Figure 7.

FO enhances osteogenesis via crosstalk with the Wnt/β-catenin pathway. MC3T3-E1 cells were treated with 100 µg/mL of FO and 100 nM DEX for 7 days. (A) The cells were harvested at day 1 (D1), day 3 (D3), day 5 (D5), and day 7 (D7). Next, western blot analysis was performed to quantify β-catenin expression. (B) The cells were treated with 50 µg/mL and 100 µg/mL of FO or 100 nM DEX for 3 days.
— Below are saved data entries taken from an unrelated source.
impl CatalogDB {
    /// Inserts one content row. Fails with `AlreadyExists` on the unique key.
    pub fn add_content(&self, content: &Content) -> EssResult<i64> {
        let conn = self.lock_conn()?;
        insert_content_row(&conn, INSERT_CONTENT, content, unix_timestamp())?;
        Ok(conn.last_insert_rowid())
    }

    /// Batch insert in one transaction; rows already present are skipped.
    /// Returns the number of rows actually inserted.
    pub fn add_contents(&self, contents: &[Content]) -> EssResult<usize> {
        if contents.is_empty() {
            return Ok(0);
        }
        let now = unix_timestamp();
        let sql = format!("{} ON CONFLICT DO NOTHING", INSERT_CONTENT);
        let mut conn = self.lock_conn()?;
        let tx = conn
            .transaction()
            .map_err(|e| map_db_error("add contents: begin", e))?;
        let mut inserted = 0;
        for content in contents {
            inserted += insert_content_row(&tx, &sql, content, now)?;
        }
        tx.commit()
            .map_err(|e| map_db_error("add contents: commit", e))?;
        debug!(
            "CatalogDB: add contents: requested={}, inserted={}",
            contents.len(),
            inserted
        );
        Ok(inserted)
    }

    /// Batch insert where an existing row in NEW/UNAVAILABLE/BAD is refreshed in place
    /// (status, location, size, metadata). Rows further along the workflow are kept.
    pub fn upsert_contents(&self, contents: &[Content]) -> EssResult<usize> {
        if contents.is_empty() {
            return Ok(0);
        }
        let now = unix_timestamp();
        let sql = format!(
            "{} ON CONFLICT(scope, name, coll_id, content_type, min_id, max_id, edge_id)
             DO UPDATE SET status = excluded.status, pfn = excluded.pfn,
                pfn_size = excluded.pfn_size, object_metadata = excluded.object_metadata,
                priority = excluded.priority, updated_at = excluded.updated_at
             WHERE contents.status IN {}",
            INSERT_CONTENT, REFRESHABLE_STATUSES
        );
        let mut conn = self.lock_conn()?;
        let tx = conn
            .transaction()
            .map_err(|e| map_db_error("upsert contents: begin", e))?;
        let mut touched = 0;
        for content in contents {
            touched += insert_content_row(&tx, &sql, content, now)?;
        }
        tx.commit()
            .map_err(|e| map_db_error("upsert contents: commit", e))?;
        Ok(touched)
    }

    pub fn get_content(&self, content_id: i64) -> EssResult<Content> {
        let conn = self.lock_conn()?;
        conn.query_row(
            &format!("SELECT {} FROM contents WHERE content_id = ?1", CONTENT_COLUMNS),
            params![content_id],
            content_from_row,
        )
        .map_err(|e| map_db_error(&format!("get content #{}", content_id), e))
    }

    /// Exact lookup on the content identity (edge, scope, name, type, range).
    pub fn get_content_by_range(
        &self,
        edge_id: i64,
        scope: &str,
        name: &str,
        content_type: ContentType,
        min_id: u64,
        max_id: u64,
    ) -> EssResult<Content> {
        let conn = self.lock_conn()?;
        conn.query_row(
            &format!(
                "SELECT {} FROM contents WHERE edge_id = ?1 AND scope = ?2 AND name = ?3
                    AND content_type = ?4 AND min_id = ?5 AND max_id = ?6",
                CONTENT_COLUMNS
            ),
            params![edge_id, scope, name, content_type, min_id as i64, max_id as i64],
            content_from_row,
        )
        .map_err(|e| {
            map_db_error(
                &format!("get content {}:{} [{}, {}]", scope, name, min_id, max_id),
                e,
            )
        })
    }

    /// The smallest stored range at `edge_id` that covers `[min_id, max_id]`.
    pub fn get_content_best_match(
        &self,
        edge_id: i64,
        scope: &str,
        name: &str,
        min_id: u64,
        max_id: u64,
        status: Option<ContentStatus>,
    ) -> EssResult<Content> {
        let mut builder = WhereBuilder::default();
        builder
            .eq("edge_id", SqlValue::Integer(edge_id))
            .eq("scope", SqlValue::Text(scope.to_string()))
            .eq("name", SqlValue::Text(name.to_string()))
            .raw("min_id <= ?", SqlValue::Integer(min_id as i64))
            .raw("max_id >= ?", SqlValue::Integer(max_id as i64))
            .eq_opt_text("status", status.map(|s| s.as_str()));
        let sql = format!(
            "SELECT {} FROM contents{} ORDER BY (max_id - min_id), content_id LIMIT 1",
            CONTENT_COLUMNS,
            builder.sql()
        );
        let conn = self.lock_conn()?;
        conn.query_row(&sql, params_from_iter(builder.params.iter()), content_from_row)
            .map_err(|e| {
                map_db_error(
                    &format!("best match {}:{} [{}, {}]", scope, name, min_id, max_id),
                    e,
                )
            })
    }

    pub fn get_contents(&self, filter: &ContentFilter) -> EssResult<Vec<Content>> {
        let conn = self.lock_conn()?;
        query_contents(&conn, filter)
    }

    pub fn get_contents_by_edge(&self, edge_id: i64, filter: &ContentFilter) -> EssResult<Vec<Content>> {
        let mut filter = filter.clone();
        filter.edge_id = Some(edge_id);
        self.get_contents(&filter)
    }

    pub fn count_contents(&self, filter: &ContentFilter) -> EssResult<u64> {
        let builder = content_filter_where(filter);
        let conn = self.lock_conn()?;
        let count: i64 = conn
            .query_row(
                &format!("SELECT COUNT(*) FROM contents{}", builder.sql()),
                params_from_iter(builder.params.iter()),
                |row| row.get(0),
            )
            .map_err(|e| map_db_error("count contents", e))?;
        Ok(count.max(0) as u64)
    }

    /// Row counts grouped by (edge_id, coll_id, content_type, status).
    pub fn get_contents_statistics(&self, filter: &ContentFilter) -> EssResult<Vec<ContentStatistic>> {
        let builder = content_filter_where(filter);
        let sql = format!(
            "SELECT edge_id, coll_id, content_type, status, COUNT(*) FROM contents{}
             GROUP BY edge_id, coll_id, content_type, status
             ORDER BY edge_id, coll_id, content_type, status",
            builder.sql()
        );
        let conn = self.lock_conn()?;
        let map_err = |e| map_db_error("get contents statistics", e);
        let mut stmt = conn.prepare(&sql).map_err(map_err)?;
        let rows = stmt
            .query_map(params_from_iter(builder.params.iter()), |row| {
                Ok(ContentStatistic {
                    edge_id: row.get(0)?,
                    coll_id: row.get(1)?,
                    content_type: row.get(2)?,
                    status: row.get(3)?,
                    count: u64_column(row, 4)?,
                })
            })
            .map_err(map_err)?;
        let stats = rows.collect::<rusqlite::Result<Vec<_>>>().map_err(map_err)?;
        Ok(stats)
    }

    /// Applies each update in one transaction. With `expected`, only rows still in that
    /// status change, and a requested status must be a valid successor of it.
    /// Returns how many rows changed; rows skipped by the status guard are not errors.
    pub fn update_contents_by_id(
        &self,
        updates: &[ContentUpdate],
        expected: Option<ContentStatus>,
    ) -> EssResult<usize> {
        if let Some(expected) = expected {
            for update in updates {
                if let Some(next) = update.status {
                    if next != expected && !expected.can_transition_to(next) {
                        return Err(EssError::InvalidStateTransition(format!(
                            "content #{}: {} -> {}",
                            update.content_id, expected, next
                        )));
                    }
                }
            }
        }
        if updates.is_empty() {
            return Ok(0);
        }

        let now = unix_timestamp();
        let mut conn = self.lock_conn()?;
        let tx = conn
            .transaction()
            .map_err(|e| map_db_error("update contents: begin", e))?;
        let mut changed = 0;
        for update in updates {
            changed += apply_content_update(&tx, update, expected, now)?;
        }
        tx.commit()
            .map_err(|e| map_db_error("update contents: commit", e))?;
        Ok(changed)
    }

    /// Selects rows matching `filter` in status `from` and moves them to `to`.
    /// Only rows that were still in `from` are returned, already carrying `to`.
    pub fn claim_contents(
        &self,
        filter: &ContentFilter,
        from: ContentStatus,
        to: ContentStatus,
    ) -> EssResult<Vec<Content>> {
        if !from.can_transition_to(to) {
            return Err(EssError::InvalidStateTransition(format!(
                "content claim {} -> {}",
                from, to
            )));
        }
        let mut filter = filter.clone();
        filter.statuses = vec![from];

        let now = unix_timestamp();
        let mut conn = self.lock_conn()?;
        let tx = conn
            .transaction()
            .map_err(|e| map_db_error("claim contents: begin", e))?;
        let candidates = query_contents(&tx, &filter)?;
        let mut claimed = Vec::with_capacity(candidates.len());
        for mut content in candidates {
            let changed = apply_content_update(
                &tx,
                &ContentUpdate::new(content.content_id).status(to),
                Some(from),
                now,
            )?;
            if changed == 1 {
                content.status = to;
                content.updated_at = now;
                claimed.push(content);
            }
        }
        tx.commit()
            .map_err(|e| map_db_error("claim contents: commit", e))?;
        if !claimed.is_empty() {
            info!(
                "CatalogDB: contents claimed: {} -> {}, count={}",
                from,
                to,
                claimed.len()
            );
        }
        Ok(claimed)
    }

    pub fn delete_content(&self, content_id: i64) -> EssResult<()> {
        let conn = self.lock_conn()?;
        let changed = conn
            .execute("DELETE FROM contents WHERE content_id = ?1", params![content_id])
            .map_err(|e| map_db_error(&format!("delete content #{}", content_id), e))?;
        if changed == 0 {
            return Err(EssError::NotFound(format!("content #{}", content_id)));
        }
        Ok(())
    }
}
Total protein was extracted to quantify β-catenin expression in the cytosol and nucleus. (C) To evaluate the effect of β-catenin/TCF signaling, TOPFlash activity was determined. (D) Zebrafish larvae (3 dpf; n = 20) were pretreated with FH535 for 24 h and then treated with 100 µg/mL of FO or 100 nM DEX. The larvae were stained with calcein to observe vertebrae formation and mineralization 10 dpf. Relative calcein fluorescence intensity and total bone area were quantified using the Image J software and the number of vertebrae was manually counted. Significant differences among the groups were determined using the one-way ANOVA followed by Bonferroni correction. All data are presented as mean ± SEM (*** p < 0.001, ** p < 0.01, and * p < 0.05 versus untreated group). FO; fermented extract of C. gigas, DEX; dexamethasone, GP; β-glycerophosphate, dpf; days post fertilization, and UT; untreated group.